Problem | Take from the listing each line that has the string "freshest".

Material for this exercise |

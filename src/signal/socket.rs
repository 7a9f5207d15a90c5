//! Signal provider WebSocket: streams underlying-asset ticks.

use std::sync::{Arc, RwLock};
use std::time::Duration;

use futures_util::{SinkExt, StreamExt};
use serde_json::Value as JsonValue;
use tokio::time::sleep;
use tokio_tungstenite::tungstenite::Message;
use tracing::{debug, info, warn};

use crate::error::{Error, Result};
use crate::sync::Event;

use super::message::{IndexTick, SignalTick, TickerUpdate};

const SIGNAL_WS_URL: &str = "wss://stream.crypto.com/exchange/v1/market";

const MAX_RETRIES: u32 = 5;
const BACKOFF_BASE: Duration = Duration::from_secs(1);
const BACKOFF_MAX: Duration = Duration::from_secs(60);

/// Consumer of tick signals. Fired after each stored tick; must be cheap.
pub trait TickSink: Send + Sync {
    fn on_tick(&self);
}

#[derive(Debug, Default)]
struct SignalState {
    ticker: Option<TickerUpdate>,
    index: Option<IndexTick>,
}

/// Cloneable accessor for the freshest tick.
///
/// Prefers the ticker stream when both channel kinds are subscribed.
#[derive(Debug, Clone, Default)]
pub struct SignalHandle {
    state: Arc<RwLock<SignalState>>,
}

impl SignalHandle {
    pub fn latest(&self) -> Option<SignalTick> {
        let state = self.state.read().expect("signal lock poisoned");
        if let Some(ticker) = &state.ticker {
            return Some(SignalTick::Ticker(ticker.clone()));
        }
        state.index.as_ref().map(|t| SignalTick::Index(t.clone()))
    }

    fn store_ticker(&self, tick: TickerUpdate) {
        self.state.write().expect("signal lock poisoned").ticker = Some(tick);
    }

    fn store_index(&self, tick: IndexTick) {
        self.state.write().expect("signal lock poisoned").index = Some(tick);
    }
}

/// WebSocket client for the underlying-asset feed.
///
/// Subscribes to the configured channels, stores the freshest tick behind a
/// [`SignalHandle`], and signals the injected [`TickSink`] on every message.
pub struct SignalSocket {
    url: String,
    channels: Vec<String>,
    handle: SignalHandle,
    tick_sink: Option<Arc<dyn TickSink>>,
}

impl SignalSocket {
    pub fn new(channels: Vec<String>) -> Self {
        Self {
            url: SIGNAL_WS_URL.to_string(),
            channels,
            handle: SignalHandle::default(),
            tick_sink: None,
        }
    }

    #[cfg(test)]
    pub(crate) fn with_url(channels: Vec<String>, url: impl Into<String>) -> Self {
        Self {
            url: url.into(),
            channels,
            handle: SignalHandle::default(),
            tick_sink: None,
        }
    }

    /// Inject the tick consumer. Must be called before `run`.
    pub fn set_tick_sink(&mut self, sink: Arc<dyn TickSink>) {
        self.tick_sink = Some(sink);
    }

    /// Accessor handle for the freshest tick.
    pub fn handle(&self) -> SignalHandle {
        self.handle.clone()
    }

    /// Run the stream until shutdown. Reconnects with exponential backoff;
    /// fails once the retry ceiling is hit with no successful connection.
    pub async fn run(self, shutdown: Arc<Event>) -> Result<()> {
        let mut retries: u32 = 0;
        let mut delay = BACKOFF_BASE;

        while !shutdown.is_set() {
            match tokio_tungstenite::connect_async(self.url.as_str()).await {
                Ok((stream, _)) => {
                    info!(target: "signal_websocket", url = %self.url, "connected");
                    retries = 0;
                    delay = BACKOFF_BASE;

                    let (mut writer, mut reader) = stream.split();
                    if !self.channels.is_empty() {
                        let frame = serde_json::json!({
                            "id": 1,
                            "method": "subscribe",
                            "params": {"channels": self.channels}
                        });
                        writer.send(Message::Text(frame.to_string().into())).await?;
                        info!(target: "signal_websocket", channels = ?self.channels, "subscribed");
                    }

                    loop {
                        tokio::select! {
                            _ = shutdown.wait() => {
                                let _ = writer.close().await;
                                info!(target: "signal_websocket", "shutdown requested");
                                return Ok(());
                            }
                            msg = reader.next() => match msg {
                                Some(Ok(Message::Text(text))) => {
                                    if let Some(reply) = self.handle_message(&text) {
                                        writer.send(Message::Text(reply.into())).await?;
                                    }
                                }
                                Some(Ok(Message::Ping(data))) => {
                                    writer.send(Message::Pong(data)).await?;
                                }
                                Some(Ok(Message::Close(_))) | None => {
                                    warn!(target: "signal_websocket", "connection closed");
                                    break;
                                }
                                Some(Ok(_)) => {}
                                Some(Err(e)) => {
                                    warn!(target: "signal_websocket", error = %e, "stream error");
                                    break;
                                }
                            }
                        }
                    }
                }
                Err(e) => {
                    warn!(target: "signal_websocket", error = %e, "connection failed");
                }
            }

            retries += 1;
            if retries >= MAX_RETRIES {
                return Err(Error::RetriesExhausted(retries));
            }
            sleep(delay).await;
            delay = (delay * 2).min(BACKOFF_MAX);
        }

        Ok(())
    }

    /// Parse one frame: store ticks and signal the sink; answer heartbeats.
    /// Returns a frame to send back when one is required.
    fn handle_message(&self, text: &str) -> Option<String> {
        let data: JsonValue = match serde_json::from_str(text) {
            Ok(data) => data,
            Err(e) => {
                warn!(target: "signal_websocket", error = %e, "unparseable frame");
                return None;
            }
        };

        // the provider disconnects clients that do not answer heartbeats
        if data.get("method").and_then(|m| m.as_str()) == Some("public/heartbeat") {
            let id = data.get("id").cloned().unwrap_or(JsonValue::from(0));
            return Some(
                serde_json::json!({"id": id, "method": "public/respond-heartbeat"}).to_string(),
            );
        }

        let result = data.get("result")?;
        let channel = result.get("channel").and_then(|c| c.as_str())?;
        let first = result.get("data").and_then(|d| d.as_array())?.first()?;

        match channel {
            "index" => match serde_json::from_value::<IndexTick>(first.clone()) {
                Ok(tick) => {
                    debug!(target: "signal_websocket", value = tick.v, "index tick");
                    self.handle.store_index(tick);
                    if let Some(sink) = &self.tick_sink {
                        sink.on_tick();
                    }
                }
                Err(e) => warn!(target: "signal_websocket", error = %e, "invalid index tick"),
            },
            "ticker" => match serde_json::from_value::<TickerUpdate>(first.clone()) {
                Ok(tick) => {
                    self.handle.store_ticker(tick);
                    if let Some(sink) = &self.tick_sink {
                        sink.on_tick();
                    }
                }
                Err(e) => warn!(target: "signal_websocket", error = %e, "invalid ticker tick"),
            },
            other => {
                debug!(target: "signal_websocket", channel = other, "ignoring channel");
            }
        }

        None
    }
}

#[cfg(test)]
mod tests {
    use super::*;
    use std::sync::atomic::{AtomicUsize, Ordering};

    struct CountingSink(AtomicUsize);

    impl TickSink for CountingSink {
        fn on_tick(&self) {
            self.0.fetch_add(1, Ordering::SeqCst);
        }
    }

    fn socket_with_sink() -> (SignalSocket, Arc<CountingSink>) {
        let mut socket =
            SignalSocket::with_url(vec!["index.ETHUSD-INDEX".to_string()], "wss://unused");
        let sink = Arc::new(CountingSink(AtomicUsize::new(0)));
        socket.set_tick_sink(sink.clone());
        (socket, sink)
    }

    #[test]
    fn test_index_tick_stored_and_signalled() {
        let (socket, sink) = socket_with_sink();
        let frame = r#"{"id":-1,"method":"subscribe","code":0,
            "result":{"channel":"index","subscription":"index.ETHUSD-INDEX",
                      "data":[{"v":"3451.07","t":1700000000000}]}}"#;
        assert!(socket.handle_message(frame).is_none());
        assert_eq!(sink.0.load(Ordering::SeqCst), 1);

        let tick = socket.handle().latest().unwrap();
        assert_eq!(tick.price(), 3451.07);
    }

    #[test]
    fn test_ticker_preferred_over_index() {
        let (socket, _sink) = socket_with_sink();
        let index = r#"{"result":{"channel":"index","data":[{"v":"3451.0","t":1}]}}"#;
        let ticker = r#"{"result":{"channel":"ticker",
            "data":[{"b":"3449.0","k":"3451.0","t":2}]}}"#;
        socket.handle_message(index);
        socket.handle_message(ticker);

        match socket.handle().latest().unwrap() {
            SignalTick::Ticker(t) => assert_eq!(t.b, 3449.0),
            other => panic!("expected ticker tick, got {:?}", other),
        }
    }

    #[test]
    fn test_heartbeat_answered() {
        let (socket, sink) = socket_with_sink();
        let reply = socket
            .handle_message(r#"{"id":12345,"method":"public/heartbeat","code":0}"#)
            .expect("heartbeat must be answered");
        let parsed: JsonValue = serde_json::from_str(&reply).unwrap();
        assert_eq!(parsed["method"], "public/respond-heartbeat");
        assert_eq!(parsed["id"], 12345);
        assert_eq!(sink.0.load(Ordering::SeqCst), 0);
    }

    #[test]
    fn test_garbage_frames_ignored() {
        let (socket, sink) = socket_with_sink();
        assert!(socket.handle_message("not json").is_none());
        assert!(socket.handle_message(r#"{"result":{}}"#).is_none());
        assert_eq!(sink.0.load(Ordering::SeqCst), 0);
        assert!(socket.handle().latest().is_none());
    }
}
use std::process::ExitCode;
use std::sync::Arc;

use tracing::{error, info};

use kalshi_options_bot::config::SessionConfig;
use kalshi_options_bot::runner::SessionRunner;
use kalshi_options_bot::sync::Event;
use kalshi_options_bot::logging;

#[tokio::main]
async fn main() -> ExitCode {
    let config_path = std::env::args()
        .nth(1)
        .unwrap_or_else(|| "config.json".to_string());

    let config = match SessionConfig::load(&config_path) {
        Ok(config) => config,
        Err(e) => {
            eprintln!("failed to load config from {}: {}", config_path, e);
            return ExitCode::FAILURE;
        }
    };

    logging::init(&config.logging);

    let shutdown = Arc::new(Event::new());
    {
        let shutdown = shutdown.clone();
        tokio::spawn(async move {
            if tokio::signal::ctrl_c().await.is_ok() {
                info!(target: "runner", "interrupt received, shutting down");
                shutdown.set();
            }
        });
    }

    match SessionRunner::new(config).run(shutdown).await {
        Ok(()) => ExitCode::SUCCESS,
        Err(e) => {
            error!(target: "runner", error = %e, "session terminated abnormally");
            ExitCode::FAILURE
        }
    }
}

Finished task |
/// Cloneable accessor for the freshest tick.
/// Subscribes to the configured channels, stores the freshest tick behind a
    /// Accessor handle for the freshest tick.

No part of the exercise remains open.